Return the records exactly, from the first line through the "use serde::Serialize;" line.

• • •

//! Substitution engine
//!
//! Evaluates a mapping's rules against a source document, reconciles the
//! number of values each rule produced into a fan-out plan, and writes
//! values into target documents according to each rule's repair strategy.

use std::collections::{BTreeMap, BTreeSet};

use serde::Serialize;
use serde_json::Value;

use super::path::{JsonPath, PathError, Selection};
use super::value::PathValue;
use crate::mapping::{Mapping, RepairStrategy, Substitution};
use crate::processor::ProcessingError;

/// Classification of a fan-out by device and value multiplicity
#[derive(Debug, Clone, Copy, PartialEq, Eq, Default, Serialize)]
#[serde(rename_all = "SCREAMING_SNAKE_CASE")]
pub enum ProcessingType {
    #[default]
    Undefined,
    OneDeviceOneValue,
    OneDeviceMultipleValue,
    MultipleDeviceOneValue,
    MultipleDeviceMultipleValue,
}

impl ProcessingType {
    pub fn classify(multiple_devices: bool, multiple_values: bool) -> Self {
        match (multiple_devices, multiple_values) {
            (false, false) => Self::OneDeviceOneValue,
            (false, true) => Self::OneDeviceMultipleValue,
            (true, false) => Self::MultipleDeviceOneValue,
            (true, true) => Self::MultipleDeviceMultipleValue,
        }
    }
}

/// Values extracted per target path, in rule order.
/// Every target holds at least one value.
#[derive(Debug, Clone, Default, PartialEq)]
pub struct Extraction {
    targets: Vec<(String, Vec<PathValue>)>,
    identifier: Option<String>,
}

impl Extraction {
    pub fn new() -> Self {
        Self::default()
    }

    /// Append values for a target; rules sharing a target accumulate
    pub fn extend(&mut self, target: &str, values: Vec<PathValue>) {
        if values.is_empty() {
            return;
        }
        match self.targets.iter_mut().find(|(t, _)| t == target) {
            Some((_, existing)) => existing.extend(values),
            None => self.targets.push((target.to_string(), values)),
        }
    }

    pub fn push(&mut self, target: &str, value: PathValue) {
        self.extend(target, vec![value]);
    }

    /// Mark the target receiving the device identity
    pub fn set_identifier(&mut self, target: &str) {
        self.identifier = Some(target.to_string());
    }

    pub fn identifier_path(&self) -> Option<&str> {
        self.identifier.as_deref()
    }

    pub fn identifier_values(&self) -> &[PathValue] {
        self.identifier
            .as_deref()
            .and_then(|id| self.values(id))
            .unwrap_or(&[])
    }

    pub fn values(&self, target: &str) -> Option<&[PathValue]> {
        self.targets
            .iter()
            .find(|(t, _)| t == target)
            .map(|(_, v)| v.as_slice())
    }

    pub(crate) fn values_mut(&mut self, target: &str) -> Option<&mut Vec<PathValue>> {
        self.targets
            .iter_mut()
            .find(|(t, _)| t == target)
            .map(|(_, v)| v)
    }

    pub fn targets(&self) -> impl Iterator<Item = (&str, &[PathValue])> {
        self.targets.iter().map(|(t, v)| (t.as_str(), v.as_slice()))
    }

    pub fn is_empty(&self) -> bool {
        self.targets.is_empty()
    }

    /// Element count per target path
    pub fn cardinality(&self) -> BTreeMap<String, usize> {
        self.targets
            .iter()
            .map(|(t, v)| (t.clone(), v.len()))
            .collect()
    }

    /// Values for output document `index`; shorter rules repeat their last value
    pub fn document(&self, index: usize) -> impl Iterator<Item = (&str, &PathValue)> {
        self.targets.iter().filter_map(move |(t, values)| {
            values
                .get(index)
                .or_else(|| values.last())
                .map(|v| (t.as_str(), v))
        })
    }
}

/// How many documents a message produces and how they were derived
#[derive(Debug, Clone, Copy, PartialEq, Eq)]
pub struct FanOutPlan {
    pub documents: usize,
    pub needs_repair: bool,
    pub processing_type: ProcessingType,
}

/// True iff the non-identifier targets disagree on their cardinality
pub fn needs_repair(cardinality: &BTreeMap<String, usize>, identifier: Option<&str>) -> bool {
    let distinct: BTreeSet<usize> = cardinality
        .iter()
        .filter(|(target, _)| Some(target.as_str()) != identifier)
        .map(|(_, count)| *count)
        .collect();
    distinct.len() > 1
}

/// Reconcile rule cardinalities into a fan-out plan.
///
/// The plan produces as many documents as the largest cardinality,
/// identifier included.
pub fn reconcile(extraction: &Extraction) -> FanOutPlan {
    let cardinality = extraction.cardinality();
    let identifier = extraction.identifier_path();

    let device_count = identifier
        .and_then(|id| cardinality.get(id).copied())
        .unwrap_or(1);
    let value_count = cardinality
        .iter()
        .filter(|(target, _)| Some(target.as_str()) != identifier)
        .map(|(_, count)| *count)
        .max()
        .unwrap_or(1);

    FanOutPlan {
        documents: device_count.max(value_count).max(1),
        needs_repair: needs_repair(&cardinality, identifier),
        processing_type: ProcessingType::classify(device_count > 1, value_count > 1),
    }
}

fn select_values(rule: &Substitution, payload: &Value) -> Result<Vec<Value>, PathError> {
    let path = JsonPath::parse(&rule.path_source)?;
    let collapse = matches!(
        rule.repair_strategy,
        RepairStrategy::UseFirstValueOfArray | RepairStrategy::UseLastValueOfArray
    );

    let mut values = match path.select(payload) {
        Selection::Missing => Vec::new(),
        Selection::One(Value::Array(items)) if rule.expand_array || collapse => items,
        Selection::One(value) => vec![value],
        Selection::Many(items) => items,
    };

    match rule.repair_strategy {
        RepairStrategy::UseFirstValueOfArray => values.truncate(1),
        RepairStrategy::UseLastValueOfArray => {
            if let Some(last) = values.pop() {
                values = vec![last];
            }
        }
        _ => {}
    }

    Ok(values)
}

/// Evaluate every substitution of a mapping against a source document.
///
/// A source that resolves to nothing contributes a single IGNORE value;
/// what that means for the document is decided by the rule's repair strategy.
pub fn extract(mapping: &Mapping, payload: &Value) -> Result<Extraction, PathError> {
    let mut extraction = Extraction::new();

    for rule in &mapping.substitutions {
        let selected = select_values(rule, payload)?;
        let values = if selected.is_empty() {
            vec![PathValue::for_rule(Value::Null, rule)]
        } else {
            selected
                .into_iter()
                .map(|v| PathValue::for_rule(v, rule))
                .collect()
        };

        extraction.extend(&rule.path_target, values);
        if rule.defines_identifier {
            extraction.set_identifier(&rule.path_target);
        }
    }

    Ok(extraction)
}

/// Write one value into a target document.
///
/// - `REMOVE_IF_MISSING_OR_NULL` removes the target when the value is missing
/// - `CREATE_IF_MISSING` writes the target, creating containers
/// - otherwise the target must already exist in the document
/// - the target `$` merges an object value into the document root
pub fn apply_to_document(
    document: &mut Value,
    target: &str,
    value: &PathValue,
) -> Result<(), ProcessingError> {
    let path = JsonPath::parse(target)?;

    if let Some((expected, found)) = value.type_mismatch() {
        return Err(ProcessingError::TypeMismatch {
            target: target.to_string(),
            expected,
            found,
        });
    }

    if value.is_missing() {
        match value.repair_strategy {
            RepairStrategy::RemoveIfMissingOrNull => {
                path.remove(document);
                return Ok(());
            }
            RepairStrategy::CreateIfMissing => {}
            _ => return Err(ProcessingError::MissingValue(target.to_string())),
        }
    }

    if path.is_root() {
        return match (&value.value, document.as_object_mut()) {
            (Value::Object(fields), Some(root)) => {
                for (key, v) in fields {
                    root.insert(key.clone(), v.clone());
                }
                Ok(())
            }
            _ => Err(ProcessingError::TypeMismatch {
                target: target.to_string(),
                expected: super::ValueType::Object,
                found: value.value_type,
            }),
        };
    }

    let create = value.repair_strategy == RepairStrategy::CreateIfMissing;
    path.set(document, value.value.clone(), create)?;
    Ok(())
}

• • •

▸ Answer box
//! Substitution engine
//!
//! Evaluates a mapping's rules against a source document, reconciles the
//! number of values each rule produced into a fan-out plan, and writes
//! values into target documents according to each rule's repair strategy.

use std::collections::{BTreeMap, BTreeSet};

use serde::Serialize;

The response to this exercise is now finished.